---
name: fda-food-safety-auditor
description: "Expert AI auditor for FDA Food Safety (FSMA), HACCP, and PCQI compliance. Reviews food facility records and preventive controls."
risk: safe
source: community
---

# FDA Food Safety Auditor

## Overview

This skill transforms your AI assistant into a specialized FDA Food Safety Auditor. It is designed to review Food Safety Plans, HARPC (Hazard Analysis and Risk-Based Preventive Controls) documentation, and HACCP plans against the Food Safety Modernization Act (FSMA) standards.

## When to Use This Skill

- Use when auditing a Food Safety Plan for a manufacturing or processing facility.
- Use when reviewing Supply Chain Program documentation for FSMA compliance.
- Use when preparing for a routine FDA food facility inspection.
- Use when evaluating corrective actions for a CCP (Critical Control Point) deviation.

## How It Works

1. **Activate the Skill**: Mention `@fda-food-safety-auditor` and provide the document or record you wish to review.
2. **Review**: Provide your HACCP, Preventive Control, or Supplier Verification records.
3. **Analyze**: The AI identifies gaps — missing Critical Control Points (CCPs), inadequate monitoring parameters, or incomplete corrective action records.
4. **Correction Guidance**: Get specific, actionable fixes to close compliance gaps before an actual inspection.

## Examples

### Example 1: CCP Deviation Review

**Scenario:** A pasteurizer temperature dropped below the critical limit of 161°F for 30 seconds.
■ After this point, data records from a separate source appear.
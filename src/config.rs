use std::{fmt, path::Path, str::FromStr};

use bleasy::BDAddr;
use ini::Ini;
use log::debug;
use thiserror::Error;

use crate::command::DEFAULT_TIMEOUT_SECS;

const STATION_SECTION: &str = "BaseStation";
const HEADSET_SECTION: &str = "HeadSet";

const ADDRESS_KEY: &str = "B_MAC_ADDRESS";
const STATION_ID_KEY: &str = "B_UNIQUE_ID";
const VENDOR_ID_KEY: &str = "USB_VENDOR_ID";

/// Bluetooth address of a base station, `AA:BB:CC:DD:EE:FF`.
#[derive(Debug, Clone, Copy, PartialEq, Eq, Hash)]
pub struct DeviceAddress(BDAddr);

impl DeviceAddress {
    pub fn bd_addr(&self) -> BDAddr {
        self.0
    }
}

impl FromStr for DeviceAddress {
    type Err = ConfigError;

    fn from_str(s: &str) -> Result<Self, Self::Err> {
        s.trim()
            .parse()
            .map(Self)
            .map_err(|err| ConfigError::InvalidAddress {
                value: s.to_owned(),
                reason: format!("{err}"),
            })
    }
}

impl fmt::Display for DeviceAddress {
    fn fmt(&self, f: &mut fmt::Formatter<'_>) -> fmt::Result {
        fmt::Display::fmt(&self.0, f)
    }
}

/// Everything the keep-alive loop needs, fixed for the lifetime of the process.
#[derive(Debug, Clone, PartialEq, Eq)]
pub struct Configuration {
    pub address: DeviceAddress,
    pub station_id: u32,
    pub vendor_id: u16,
    /// Skip USB presence detection and assume the headset is always connected.
    pub bypass_usb: bool,
    /// Timeout written into every refresh command.
    pub timeout_secs: u16,
}

impl Configuration {
    pub fn load<P: AsRef<Path>>(path: P) -> Result<Self, ConfigError> {
        let path = path.as_ref();
        let ini = Ini::load_from_file(path).map_err(|err| ConfigError::Read {
            path: path.display().to_string(),
            source: err,
        })?;

        Self::from_ini(&ini)
    }

    pub fn from_ini(ini: &Ini) -> Result<Self, ConfigError> {
        let address = require(ini, STATION_SECTION, ADDRESS_KEY)?;
        let station_id = require(ini, STATION_SECTION, STATION_ID_KEY)?;
        let vendor_id = require(ini, HEADSET_SECTION, VENDOR_ID_KEY)?;

        debug!("CONFIG : {ADDRESS_KEY} = {address}");
        debug!("CONFIG : {STATION_ID_KEY} = {station_id}");
        debug!("CONFIG : {VENDOR_ID_KEY} = {vendor_id}");

        Ok(Self {
            address: address.parse()?,
            station_id: parse_int(STATION_ID_KEY, station_id)?,
            vendor_id: parse_int(VENDOR_ID_KEY, vendor_id)?,
            bypass_usb: false,
            timeout_secs: DEFAULT_TIMEOUT_SECS,
        })
    }
}

fn require<'a>(ini: &'a Ini, section: &'static str, key: &'static str) -> Result<&'a str, ConfigError> {
    ini.get_from(Some(section), key)
        .map(str::trim)
        .ok_or(ConfigError::MissingKey { section, key })
}

/// Parses an integer the way the configuration file has always been written:
/// decimal, or with a `0x`, `0o` or `0b` prefix. Underscores may only separate digits
/// (or follow the prefix), and decimal numbers other than zero have no leading zeros.
fn parse_int<T>(key: &'static str, value: &str) -> Result<T, ConfigError>
where
    T: TryFrom<u64>,
{
    let invalid = |reason: &str| ConfigError::InvalidInteger {
        key,
        value: value.to_owned(),
        reason: reason.to_owned(),
    };

    let lower = value.to_ascii_lowercase();
    let (radix, body) = match lower.get(..2) {
        Some("0x") => (16, lower[2..].strip_prefix('_').unwrap_or(&lower[2..])),
        Some("0o") => (8, lower[2..].strip_prefix('_').unwrap_or(&lower[2..])),
        Some("0b") => (2, lower[2..].strip_prefix('_').unwrap_or(&lower[2..])),
        _ => (10, lower.as_str()),
    };

    if body.is_empty() {
        return Err(invalid("no digits"));
    }
    if body.starts_with('_') || body.ends_with('_') || body.contains("__") {
        return Err(invalid("underscores must sit between digits"));
    }

    let digits: String = body.chars().filter(|&c| c != '_').collect();
    if !digits.chars().all(|c| c.is_digit(radix)) {
        return Err(invalid("invalid digit"));
    }
    if radix == 10 && digits.starts_with('0') && digits.bytes().any(|b| b != b'0') {
        return Err(invalid("leading zeros in a decimal number, use a 0o prefix for octal"));
    }

    let wide = u64::from_str_radix(&digits, radix).map_err(|err| invalid(&err.to_string()))?;
    T::try_from(wide).map_err(|_| invalid("value out of range"))
}

#[derive(Debug, Error)]
pub enum ConfigError {
    #[error("unable to read `{path}`: {source}")]
    Read {
        path: String,
        #[source]
        source: ini::Error,
    },
    #[error("missing key `{key}` in section [{section}]")]
    MissingKey {
        section: &'static str,
        key: &'static str,
    },
    #[error("`{key}` = `{value}` is not a valid integer: {reason}")]
    InvalidInteger {
        key: &'static str,
        value: String,
        reason: String,
    },
    #[error("`{value}` is not a bluetooth address (expected AA:BB:CC:DD:EE:FF): {reason}")]
    InvalidAddress { value: String, reason: String },
}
The operator brought it back up and logged “fixed temperature.” No product was quarantined.

**Finding:**

```text
FDA AUDIT FINDING
Severity: Major / Critical
Citation: 21 CFR 117.150 — Corrective Actions and Corrections

Analysis:
The deviation log is inadequate. Dropping below a critical limit means
the product may be unsafe. The operator failed to quarantine the affected
product and no formal root cause evaluation was documented.

Required Actions:
1. Place all product produced during the deviation window on hold.
2. Conduct a risk assessment to determine product disposition.
3. Document a formal Corrective Action identifying the root cause
   (e.g., valve failure, calibration drift).
4. Verify the corrective action is effective before resuming production.
```

## Best Practices

- ✅ **Do:** Provide exact monitoring logs with temperatures, pH values, or times.
- ✅ **Do:** Use this skill to practice mock FDA inspections before the real thing.
- ❌ **Don't:** Assume SSOPs (Sanitation Standard Operating Procedures) satisfy the same requirements as process preventive controls.
- ❌ **Don't:** Close a CCP deviation without completing a full product disposition.

## Limitations
- Use this skill only when the task clearly matches the scope described above.
- Do not treat the output as a substitute for environment-specific validation, testing, or expert review.
- Stop and ask for clarification if required inputs, permissions, safety boundaries, or success criteria are missing.